> Requirement: All lines below containing "PartialEq" are to be listed.
================
use sea_orm::entity::prelude::*;
use serde::{Deserialize, Serialize};

#[derive(Clone, Debug, PartialEq, DeriveEntityModel, Serialize, Deserialize)]
#[sea_orm(table_name = "team_members")]
pub struct Model {
    #[sea_orm(primary_key, auto_increment = false)]
    pub id: String,
    pub team_id: String,
    pub user_id: String,
    /// Valid values: `leader`, `co_leader`, `member`
    pub role: String,
    pub joined_at: String,
}

#[derive(Copy, Clone, Debug, EnumIter, DeriveRelation)]
pub enum Relation {
    #[sea_orm(
        belongs_to = "super::team::Entity",
        from = "Column::TeamId",
        to = "super::team::Column::Id",
        on_update = "NoAction",
        on_delete = "Cascade"
    )]
    Team,
    #[sea_orm(
        belongs_to = "super::profile::Entity",
        from = "Column::UserId",
        to = "super::profile::Column::Id"
    )]
    Profile,
}

impl Related<super::team::Entity> for Entity {
    fn to() -> RelationDef {
        Relation::Team.def()
    }
}

impl Related<super::profile::Entity> for Entity {
    fn to() -> RelationDef {
        Relation::Profile.def()
    }
}

impl ActiveModelBehavior for ActiveModel {}
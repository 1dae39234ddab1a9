//! Habit handlers: CRUD and streak recovery

use axum::{
    Json,
    extract::{Path, State},
    http::StatusCode,
    response::IntoResponse,
};
use serde_json::json;

use super::{CurrentUser, error_response};
use crate::infrastructure::AppState;
use crate::services::economy_service;
use crate::services::habit_service::{self, HabitForm};

#[utoipa::path(
    get,
    path = "/api/habits",
    responses(
        (status = 200, description = "The caller's habits, by priority then title"),
        (status = 401, description = "Not authenticated")
    ),
    security(("bearer" = []))
)]
pub async fn list_habits(State(state): State<AppState>, user: CurrentUser) -> impl IntoResponse {
    match habit_service::list_habits(&state, &user.id).await {
        Ok(habits) => (
            StatusCode::OK,
            Json(json!({ "habits": habits, "total": habits.len() })),
        )
            .into_response(),
        Err(e) => error_response(e),
    }
}

#[utoipa::path(
    post,
    path = "/api/habits",
    request_body = HabitForm,
    responses(
        (status = 201, description = "Habit created"),
        (status = 400, description = "Invalid habit fields")
    ),
    security(("bearer" = []))
)]
pub async fn create_habit(
    State(state): State<AppState>,
    user: CurrentUser,
    Json(form): Json<HabitForm>,
) -> impl IntoResponse {
    match habit_service::create_habit(&state, &user.id, form).await {
        Ok(done) => (
            StatusCode::CREATED,
            Json(json!({
                "habit": done.value,
                "message": done.message,
                "stale": done.stale
            })),
        )
            .into_response(),
        Err(e) => error_response(e),
    }
}

#[utoipa::path(
    put,
    path = "/api/habits/{id}",
    request_body = HabitForm,
    params(("id" = String, Path, description = "Habit id")),
    responses(
        (status = 200, description = "Habit updated; a changed duration resets the streak"),
        (status = 403, description = "Habit belongs to another user"),
        (status = 404, description = "Habit not found")
    ),
    security(("bearer" = []))
)]
pub async fn edit_habit(
    State(state): State<AppState>,
    user: CurrentUser,
    Path(id): Path<String>,
    Json(form): Json<HabitForm>,
) -> impl IntoResponse {
    match habit_service::edit_habit(&state, &user.id, &id, form).await {
        Ok(done) => (
            StatusCode::OK,
            Json(json!({
                "habit": done.value,
                "message": done.message,
                "stale": done.stale
            })),
        )
            .into_response(),
        Err(e) => error_response(e),
    }
}

#[utoipa::path(
    delete,
    path = "/api/habits/{id}",
    params(("id" = String, Path, description = "Habit id")),
    responses(
        (status = 200, description = "Habit deleted"),
        (status = 403, description = "Habit belongs to another user")
    ),
    security(("bearer" = []))
)]
pub async fn delete_habit(
    State(state): State<AppState>,
    user: CurrentUser,
    Path(id): Path<String>,
) -> impl IntoResponse {
    match habit_service::delete_habit(&state, &user.id, &id).await {
        Ok(done) => (
            StatusCode::OK,
            Json(json!({ "message": done.message, "stale": done.stale })),
        )
            .into_response(),
        Err(e) => error_response(e),
    }
}

#[utoipa::path(
    get,
    path = "/api/habits/{id}/recovery",
    params(("id" = String, Path, description = "Habit id")),
    responses(
        (status = 200, description = "Current recovery price and availability")
    ),
    security(("bearer" = []))
)]
pub async fn get_recovery_cost(
    State(state): State<AppState>,
    user: CurrentUser,
    Path(id): Path<String>,
) -> impl IntoResponse {
    match economy_service::get_recovery_cost(&state, &user.id, &id).await {
        Ok(quote) => (StatusCode::OK, Json(json!({ "recovery": quote }))).into_response(),
        Err(e) => error_response(e),
    }
}

#[utoipa::path(
    post,
    path = "/api/habits/{id}/recover",
    params(("id" = String, Path, description = "Habit id")),
    responses(
        (status = 200, description = "Streak recovered, coins debited"),
        (status = 402, description = "Not enough coins"),
        (status = 409, description = "Streak is not broken")
    ),
    security(("bearer" = []))
)]
pub async fn recover_streak(
    State(state): State<AppState>,
    user: CurrentUser,
    Path(id): Path<String>,
) -> impl IntoResponse {
    match economy_service::recover_streak(&state, &user.id, &id).await {
        Ok(done) => (
            StatusCode::OK,
            Json(json!({
                "habit": done.value.habit,
                "cost": done.value.cost,
                "coins": done.value.coin_balance,
                "message": done.message,
                "stale": done.stale
            })),
        )
            .into_response(),
        Err(e) => error_response(e),
    }
}
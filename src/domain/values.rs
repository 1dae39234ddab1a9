//! Small value types shared by the domain, the store and the API.

use chrono::FixedOffset;
use serde::{Deserialize, Serialize};
use std::fmt;
use std::str::FromStr;

use super::DomainError;

/// How often a habit is meant to be performed
#[derive(Debug, Clone, Copy, PartialEq, Eq, Default, Serialize, Deserialize)]
#[serde(rename_all = "lowercase")]
pub enum Frequency {
    #[default]
    Daily,
    Weekly,
    Monthly,
}

impl Frequency {
    pub fn as_str(&self) -> &'static str {
        match self {
            Frequency::Daily => "daily",
            Frequency::Weekly => "weekly",
            Frequency::Monthly => "monthly",
        }
    }
}

impl FromStr for Frequency {
    type Err = DomainError;

    fn from_str(s: &str) -> Result<Self, Self::Err> {
        match s.trim().to_lowercase().as_str() {
            "daily" => Ok(Frequency::Daily),
            "weekly" => Ok(Frequency::Weekly),
            "monthly" => Ok(Frequency::Monthly),
            other => Err(DomainError::Validation(format!(
                "Invalid frequency '{}'. Must be 'daily', 'weekly' or 'monthly'",
                other
            ))),
        }
    }
}

impl fmt::Display for Frequency {
    fn fmt(&self, f: &mut fmt::Formatter<'_>) -> fmt::Result {
        f.write_str(self.as_str())
    }
}

#[derive(Debug, Clone, Copy, PartialEq, Eq, Serialize, Deserialize)]
#[serde(rename_all = "snake_case")]
pub enum TeamRole {
    Leader,
    CoLeader,
    Member,
}

impl TeamRole {
    pub fn as_str(&self) -> &'static str {
        match self {
            TeamRole::Leader => "leader",
            TeamRole::CoLeader => "co_leader",
            TeamRole::Member => "member",
        }
    }
}

impl FromStr for TeamRole {
    type Err = DomainError;

    fn from_str(s: &str) -> Result<Self, Self::Err> {
        match s {
            "leader" => Ok(TeamRole::Leader),
            "co_leader" => Ok(TeamRole::CoLeader),
            "member" => Ok(TeamRole::Member),
            other => Err(DomainError::Validation(format!(
                "Invalid team role '{}'",
                other
            ))),
        }
    }
}

/// Read-views a mutation has made stale. Callers refetch these.
#[derive(Debug, Clone, Copy, PartialEq, Eq, Hash, Serialize, Deserialize)]
#[serde(rename_all = "snake_case")]
pub enum StaleView {
    Profile,
    Habits,
    Stats,
    Session,
    Teams,
    Goals,
    Leaderboard,
}

/// Which channels a user wants reminders on
#[derive(Debug, Clone, Copy, PartialEq, Eq, Serialize, Deserialize)]
pub struct NotificationPreferences {
    pub email: bool,
    pub push: bool,
}

impl Default for NotificationPreferences {
    fn default() -> Self {
        Self {
            email: true,
            push: true,
        }
    }
}

/// Parse a stored profile time zone into a fixed UTC offset.
///
/// Accepted forms: `UTC`, `GMT`, `Z`, or an offset with an optional
/// `UTC`/`GMT` prefix such as `+02:00`, `-0530`, `UTC+5:30`, `GMT-3`.
pub fn parse_utc_offset(raw: &str) -> Result<FixedOffset, DomainError> {
    let invalid = || DomainError::Validation(format!("Invalid time zone '{}'", raw));

    let upper = raw.trim().to_ascii_uppercase();
    if upper.is_empty() {
        return Err(invalid());
    }
    let rest = upper
        .strip_prefix("UTC")
        .or_else(|| upper.strip_prefix("GMT"))
        .unwrap_or(upper.as_str());
    if rest.is_empty() || rest == "Z" {
        return FixedOffset::east_opt(0).ok_or_else(invalid);
    }

    let (sign, digits) = match rest.as_bytes()[0] {
        b'+' => (1, &rest[1..]),
        b'-' => (-1, &rest[1..]),
        _ => return Err(invalid()),
    };
    let (hours, minutes) = match digits.split_once(':') {
        Some((h, m)) => (h, m),
        None if digits.len() == 4 => digits.split_at(2),
        None => (digits, "0"),
    };
    if hours.is_empty() || !hours.bytes().chain(minutes.bytes()).all(|b| b.is_ascii_digit()) {
        return Err(invalid());
    }
    let hours: i32 = hours.parse().map_err(|_| invalid())?;
    let minutes: i32 = minutes.parse().map_err(|_| invalid())?;
    if hours > 14 || minutes >= 60 {
        return Err(invalid());
    }

    FixedOffset::east_opt(sign * (hours * 3600 + minutes * 60)).ok_or_else(invalid)
}
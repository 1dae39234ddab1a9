//! Achievement Service - read-only view of a user's milestones.

use serde::Serialize;

use crate::domain::{Achievement, DomainError};
use crate::infrastructure::AppState;

#[derive(Debug, Clone, Serialize)]
pub struct AchievementView {
    #[serde(flatten)]
    pub achievement: Achievement,
    /// Share of the target reached, in `0.0..=1.0`. `None` when the target
    /// is not positive.
    pub progress_fraction: Option<f64>,
    pub unlocked: bool,
}

/// `progress / target` clamped to `[0, 1]`; a missing progress counts as 0
pub fn progress_fraction(progress: Option<i64>, target: i64) -> Option<f64> {
    if target <= 0 {
        return None;
    }
    let done = progress.unwrap_or(0).clamp(0, target);
    Some(done as f64 / target as f64)
}

impl From<Achievement> for AchievementView {
    fn from(achievement: Achievement) -> Self {
        let progress_fraction = progress_fraction(achievement.progress, achievement.target);
        Self {
            unlocked: progress_fraction.is_some_and(|f| f >= 1.0),
            progress_fraction,
            achievement,
        }
    }
}

pub async fn list_achievements(
    state: &AppState,
    user_id: &str,
) -> Result<Vec<AchievementView>, DomainError> {
    let achievements = state.achievement_repo.find_by_owner(user_id).await?;
    Ok(achievements.into_iter().map(AchievementView::from).collect())
}

#[cfg(test)]
mod tests {
    use super::*;

    #[test]
    fn fraction_is_clamped() {
        assert_eq!(progress_fraction(Some(3), 10), Some(0.3));
        assert_eq!(progress_fraction(Some(12), 10), Some(1.0));
        assert_eq!(progress_fraction(Some(-4), 10), Some(0.0));
        assert_eq!(progress_fraction(None, 10), Some(0.0));
    }

    #[test]
    fn zero_target_has_no_fraction() {
        assert_eq!(progress_fraction(Some(5), 0), None);
        assert_eq!(progress_fraction(None, -1), None);
    }
}
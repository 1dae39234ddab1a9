//! Repository implementations using SeaORM

pub mod achievement_repository;
pub mod goal_repository;
pub mod habit_repository;
pub mod profile_repository;
pub mod team_repository;
pub mod template_repository;

pub use achievement_repository::SeaOrmAchievementRepository;
pub use goal_repository::SeaOrmGoalRepository;
pub use habit_repository::SeaOrmHabitRepository;
pub use profile_repository::SeaOrmProfileRepository;
pub use team_repository::SeaOrmTeamRepository;
pub use template_repository::SeaOrmTemplateRepository;

use sea_orm::sea_query::Expr;
use sea_orm::{ColumnTrait, ConnectionTrait, EntityTrait, QueryFilter};

use crate::domain::{DomainError, Profile};
use crate::models::profile::{self, Column as ProfileColumn, Entity as ProfileEntity};

pub(crate) fn profile_to_domain(model: profile::Model) -> Result<Profile, DomainError> {
    let notification_preferences = serde_json::from_str(&model.notification_preferences)
        .map_err(|e| {
            DomainError::Database(format!(
                "Invalid notification preferences for profile {}: {}",
                model.id, e
            ))
        })?;

    Ok(Profile {
        id: model.id,
        username: model.username,
        display_name: model.display_name,
        avatar_url: model.avatar_url,
        bio: model.bio,
        theme: model.theme,
        notification_preferences,
        timezone: model.timezone,
        xp: model.xp,
        level: model.level,
        coins: model.coins,
        created_at: model.created_at,
        updated_at: model.updated_at,
    })
}

/// `coins = coins - amount WHERE id = ? AND coins >= amount`, on any
/// connection or open transaction. Returns the profile after the debit, or
/// `InsufficientCoins` with the balance that was too low.
pub(crate) async fn conditional_debit<C>(
    conn: &C,
    user_id: &str,
    amount: i64,
) -> Result<Profile, DomainError>
where
    C: ConnectionTrait,
{
    if amount < 0 {
        return Err(DomainError::Validation(
            "Debit amount cannot be negative".to_string(),
        ));
    }

    let result = ProfileEntity::update_many()
        .col_expr(
            ProfileColumn::Coins,
            Expr::col(ProfileColumn::Coins).sub(amount),
        )
        .col_expr(
            ProfileColumn::UpdatedAt,
            Expr::value(chrono::Utc::now().to_rfc3339()),
        )
        .filter(ProfileColumn::Id.eq(user_id))
        .filter(ProfileColumn::Coins.gte(amount))
        .exec(conn)
        .await?;

    let current = ProfileEntity::find_by_id(user_id.to_string())
        .one(conn)
        .await?
        .ok_or(DomainError::NotFound("Profile"))?;

    if result.rows_affected == 0 {
        return Err(DomainError::InsufficientCoins {
            required: amount,
            available: current.coins,
        });
    }

    profile_to_domain(current)
}

/// Parse an RFC 3339 column, reporting corrupt rows as store errors
pub(crate) fn parse_timestamp(
    raw: &str,
) -> Result<chrono::DateTime<chrono::Utc>, DomainError> {
    chrono::DateTime::parse_from_rfc3339(raw)
        .map(|dt| dt.with_timezone(&chrono::Utc))
        .map_err(|e| DomainError::Database(format!("Invalid timestamp '{}': {}", raw, e)))
}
================
> Response box:
#[derive(Clone, Debug, PartialEq, DeriveEntityModel, Serialize, Deserialize)]
#[derive(Debug, Clone, Copy, PartialEq, Eq, Default, Serialize, Deserialize)]
#[derive(Debug, Clone, Copy, PartialEq, Eq, Serialize, Deserialize)]
#[derive(Debug, Clone, Copy, PartialEq, Eq, Hash, Serialize, Deserialize)]
#[derive(Debug, Clone, Copy, PartialEq, Eq, Serialize, Deserialize)]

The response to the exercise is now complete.